** Data to process follows **

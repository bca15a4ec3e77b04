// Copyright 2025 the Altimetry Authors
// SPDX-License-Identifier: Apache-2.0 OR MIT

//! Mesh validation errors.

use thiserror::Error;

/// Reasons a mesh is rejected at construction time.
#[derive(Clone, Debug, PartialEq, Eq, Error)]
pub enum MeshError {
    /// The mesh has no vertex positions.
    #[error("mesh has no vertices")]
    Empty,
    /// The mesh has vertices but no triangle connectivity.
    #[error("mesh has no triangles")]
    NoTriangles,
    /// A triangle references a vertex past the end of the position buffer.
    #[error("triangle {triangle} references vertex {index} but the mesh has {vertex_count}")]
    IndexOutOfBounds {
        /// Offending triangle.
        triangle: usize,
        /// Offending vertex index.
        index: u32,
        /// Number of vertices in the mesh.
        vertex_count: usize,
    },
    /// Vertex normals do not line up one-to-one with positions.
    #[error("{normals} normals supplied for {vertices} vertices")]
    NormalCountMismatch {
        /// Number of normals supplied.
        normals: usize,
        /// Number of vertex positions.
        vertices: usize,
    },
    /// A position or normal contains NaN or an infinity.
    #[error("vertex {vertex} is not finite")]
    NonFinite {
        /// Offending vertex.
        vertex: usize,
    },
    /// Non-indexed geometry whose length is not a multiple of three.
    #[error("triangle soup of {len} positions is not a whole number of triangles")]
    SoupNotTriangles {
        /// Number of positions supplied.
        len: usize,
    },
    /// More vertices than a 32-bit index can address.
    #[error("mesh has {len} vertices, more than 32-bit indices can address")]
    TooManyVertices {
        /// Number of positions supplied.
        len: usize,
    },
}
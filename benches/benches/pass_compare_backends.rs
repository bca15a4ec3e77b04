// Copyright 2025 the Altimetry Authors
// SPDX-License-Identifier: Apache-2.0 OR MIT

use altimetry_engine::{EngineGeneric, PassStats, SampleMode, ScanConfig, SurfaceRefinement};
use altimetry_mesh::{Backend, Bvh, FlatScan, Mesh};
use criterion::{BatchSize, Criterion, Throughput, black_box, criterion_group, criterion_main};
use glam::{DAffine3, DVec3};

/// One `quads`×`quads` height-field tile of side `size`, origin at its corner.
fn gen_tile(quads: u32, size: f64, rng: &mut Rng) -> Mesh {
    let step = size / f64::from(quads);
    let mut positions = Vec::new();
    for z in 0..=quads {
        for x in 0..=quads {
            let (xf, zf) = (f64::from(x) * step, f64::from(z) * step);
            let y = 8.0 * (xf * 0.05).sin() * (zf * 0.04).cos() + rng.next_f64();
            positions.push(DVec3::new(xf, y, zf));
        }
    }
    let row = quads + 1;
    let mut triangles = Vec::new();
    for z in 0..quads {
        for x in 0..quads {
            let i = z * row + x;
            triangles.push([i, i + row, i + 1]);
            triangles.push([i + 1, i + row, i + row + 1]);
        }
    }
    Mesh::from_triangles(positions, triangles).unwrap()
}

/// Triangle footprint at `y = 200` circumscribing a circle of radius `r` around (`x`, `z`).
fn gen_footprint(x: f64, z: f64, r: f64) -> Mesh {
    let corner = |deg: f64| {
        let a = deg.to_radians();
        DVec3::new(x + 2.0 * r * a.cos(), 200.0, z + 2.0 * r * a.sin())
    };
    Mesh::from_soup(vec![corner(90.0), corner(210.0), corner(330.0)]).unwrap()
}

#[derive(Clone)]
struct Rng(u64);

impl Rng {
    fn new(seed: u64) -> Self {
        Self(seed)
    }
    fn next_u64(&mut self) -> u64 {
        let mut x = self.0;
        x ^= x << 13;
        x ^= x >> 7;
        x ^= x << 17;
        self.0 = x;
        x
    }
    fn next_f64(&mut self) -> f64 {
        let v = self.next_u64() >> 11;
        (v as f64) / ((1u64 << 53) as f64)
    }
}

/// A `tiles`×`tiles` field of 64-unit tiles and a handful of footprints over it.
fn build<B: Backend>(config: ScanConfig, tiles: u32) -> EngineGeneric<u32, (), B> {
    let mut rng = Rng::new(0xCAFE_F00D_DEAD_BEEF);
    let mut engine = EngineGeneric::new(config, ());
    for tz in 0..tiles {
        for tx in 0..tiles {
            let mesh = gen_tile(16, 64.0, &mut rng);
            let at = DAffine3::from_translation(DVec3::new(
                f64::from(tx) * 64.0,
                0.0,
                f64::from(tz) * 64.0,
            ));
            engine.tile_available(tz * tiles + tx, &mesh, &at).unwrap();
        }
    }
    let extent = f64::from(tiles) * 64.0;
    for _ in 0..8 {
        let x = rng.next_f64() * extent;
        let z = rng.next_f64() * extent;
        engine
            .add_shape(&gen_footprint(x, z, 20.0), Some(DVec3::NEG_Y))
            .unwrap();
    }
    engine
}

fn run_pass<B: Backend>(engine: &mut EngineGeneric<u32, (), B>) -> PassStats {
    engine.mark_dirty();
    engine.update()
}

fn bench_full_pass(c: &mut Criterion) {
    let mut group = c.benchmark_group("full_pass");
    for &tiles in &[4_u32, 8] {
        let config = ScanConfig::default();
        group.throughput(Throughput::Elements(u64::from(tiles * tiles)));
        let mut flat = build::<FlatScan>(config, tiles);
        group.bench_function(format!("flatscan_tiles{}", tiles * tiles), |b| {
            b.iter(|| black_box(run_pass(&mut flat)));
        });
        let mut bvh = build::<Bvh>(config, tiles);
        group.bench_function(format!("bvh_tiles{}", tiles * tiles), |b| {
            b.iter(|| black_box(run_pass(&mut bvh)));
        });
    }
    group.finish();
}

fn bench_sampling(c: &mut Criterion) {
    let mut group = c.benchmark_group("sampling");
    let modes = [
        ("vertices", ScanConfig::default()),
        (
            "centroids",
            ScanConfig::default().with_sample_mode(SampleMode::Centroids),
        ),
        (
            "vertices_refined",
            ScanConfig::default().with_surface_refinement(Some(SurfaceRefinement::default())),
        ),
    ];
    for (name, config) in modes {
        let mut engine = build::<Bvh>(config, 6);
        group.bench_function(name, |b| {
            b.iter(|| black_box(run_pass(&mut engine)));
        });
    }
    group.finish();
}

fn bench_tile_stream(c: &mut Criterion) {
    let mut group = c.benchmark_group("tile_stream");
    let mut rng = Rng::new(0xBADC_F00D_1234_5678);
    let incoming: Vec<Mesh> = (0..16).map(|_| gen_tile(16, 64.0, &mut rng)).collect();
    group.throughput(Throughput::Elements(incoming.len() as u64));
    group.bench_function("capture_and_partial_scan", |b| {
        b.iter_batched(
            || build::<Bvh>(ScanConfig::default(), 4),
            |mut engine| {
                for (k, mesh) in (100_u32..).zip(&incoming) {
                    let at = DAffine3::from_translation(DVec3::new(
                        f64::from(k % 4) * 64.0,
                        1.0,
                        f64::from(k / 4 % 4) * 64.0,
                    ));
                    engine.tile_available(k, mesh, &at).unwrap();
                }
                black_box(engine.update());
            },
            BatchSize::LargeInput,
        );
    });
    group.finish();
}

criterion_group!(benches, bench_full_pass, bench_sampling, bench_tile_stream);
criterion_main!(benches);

** End of Data to process **

_Prompt_
Work out how many lines above have the string "SurfaceRefinement" in them, and give only the number.

_Solution for this exercise_
2